Dictionnaire de la Littérature 2001Éd. 2001
B

Barakat (Salim)

Romancier syrien d'origine kurde (al-Qâmichlî 1951).

Parti en 1971 au Liban, il y milite dans les rangs de la résistance palestinienne, avant de s'installer à Chypre, puis en Suède. Il ajoute à la dimension épique et fantastique de ses romans (les Seigneurs de la nuit, 1985 ; le Passage du flamant rose, 1994) sa finesse de poète (Dîwân, 1992). On lui doit aussi plusieurs récits autobiographiques (le Criquet de fer, 1980 ; Sonne du cor !, 1982).

Baranczak (Stanislaw)

Poète, essayiste, traducteur et historien de la littérature polonais (Poznań 1946).

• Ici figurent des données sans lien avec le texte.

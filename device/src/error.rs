use snafu::Snafu;
use squall_dtype::ScalarDType;

pub type Result<T, E = Error> = std::result::Result<T, E>;

#[derive(Debug, Clone, PartialEq, Snafu)]
#[snafu(visibility(pub))]
pub enum Error {
    /// Typed access with the wrong element type.
    #[snafu(display("element type mismatch: array holds {actual}, access assumed {expected}"))]
    ElementMismatch { expected: ScalarDType, actual: ScalarDType },

    /// Element index outside the array.
    #[snafu(display("index {index} out of bounds for array of {len} elements"))]
    IndexOutOfBounds { index: usize, len: usize },

    /// Address does not fall inside any live allocation.
    #[snafu(display("invalid device address {addr:#x}"))]
    InvalidAddress { addr: u64 },

    /// Access crosses the end of an allocation.
    #[snafu(display("access of {len} bytes at {addr:#x} overruns allocation of {size} bytes"))]
    OutOfBounds { addr: u64, len: usize, size: usize },

    /// Device-side operation on an array that was never transferred.
    #[snafu(display("array is not resident on the device"))]
    NotResident,

    /// Kernel execution failure reported by the device.
    #[snafu(display("device execution failed: {reason}"))]
    Execution { reason: String },
}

Étudiant en littérature à l'université de Poznań, il dirigea le Théâtre du Huitième jour. Ses études terminées, il enseigne à l'université et écrit d'abord pour le mensuel Odra de Wrocław, puis pour Nurt. Cofondateurs du Comité de défense des ouvriers (1976), il est interdit de publication et passe à la clandestinité, devenant l'un des rédacteurs de l'excellente revue littéraire des presses parallèles Zapis. En 1977, il est radié de l'université où il est réintégré en 1980 (naissance du mouvement Solidarnoś ć), mais l'État de guerre du 13 décembre 1981 le place à nouveau en tête de liste des individus indésirables. Il s'exile aux U.S.A. où il enseigne la littérature à l'université de Harvard, dirige la Polish Reviev of New York. Il collabore aux Les Cahiers littéraires publiés à Paris par Barbara Toruńczyk et introduits clandestinement en Pologne. Il est l'un des représentants majeurs de Nouvelle Vague ou Génération 68, courants de poètes qui, marxistes au départ, exigent un communisme débarrassé de ses mensonges et de la langue de bois, dénoncent le hiatus entre la vérité officielle et les pratiques sociales, le pouvoir absolu de l'appareil politique et policier. Leur poésie, initialement appelée « linguistique », évolue vers une forme élaborée de contestation du système par des moyens artistiques talentueux. S. Barańczak donne la pleine mesure de sa richesse créative en poussant la langue poétique jusqu'à des limites extrêmes (D'une seule traite, 1970 ; Journal du matin, 1974 ; la Respiration artificielle, 1978 ; le Triptyque en béton, fatigue et neige, 1980 ; l'Atlantide et autres poèmes, 1986 ; la Carte postale de ce monde, 1986 ; Voyage hivernal, 1994 ; Une précision chirurgicale, 1998). Il est l'auteur de nombreux essais de critique littéraire. L'impact de certains de ses livres fut déterminant sur la structuration des théories littéraires de la seconde moitié du XXe s. en Pologne et dans les pays dit du Bloc de l'Est (Suspicieux et pensifs, 1971 ; Ironie et harmonie, 1973 ; la Langue poétique de Miron Białoszewski, 1974 ; Éthique et poétique, 1979 ; les Livres les pires de 1975 à 1980, 1981 ; le Lecteur privé de volonté, 1983 ; le Fugitif de l'Utopie – sur la poésie de Z. Herbert, 1984). Il traduit D. Thomas, O. Mandelstam, J. Brodski, G. M. Hopkins, J. Donne, G. Herbert, W. Shakespeare, J. Merill, S. Heaney.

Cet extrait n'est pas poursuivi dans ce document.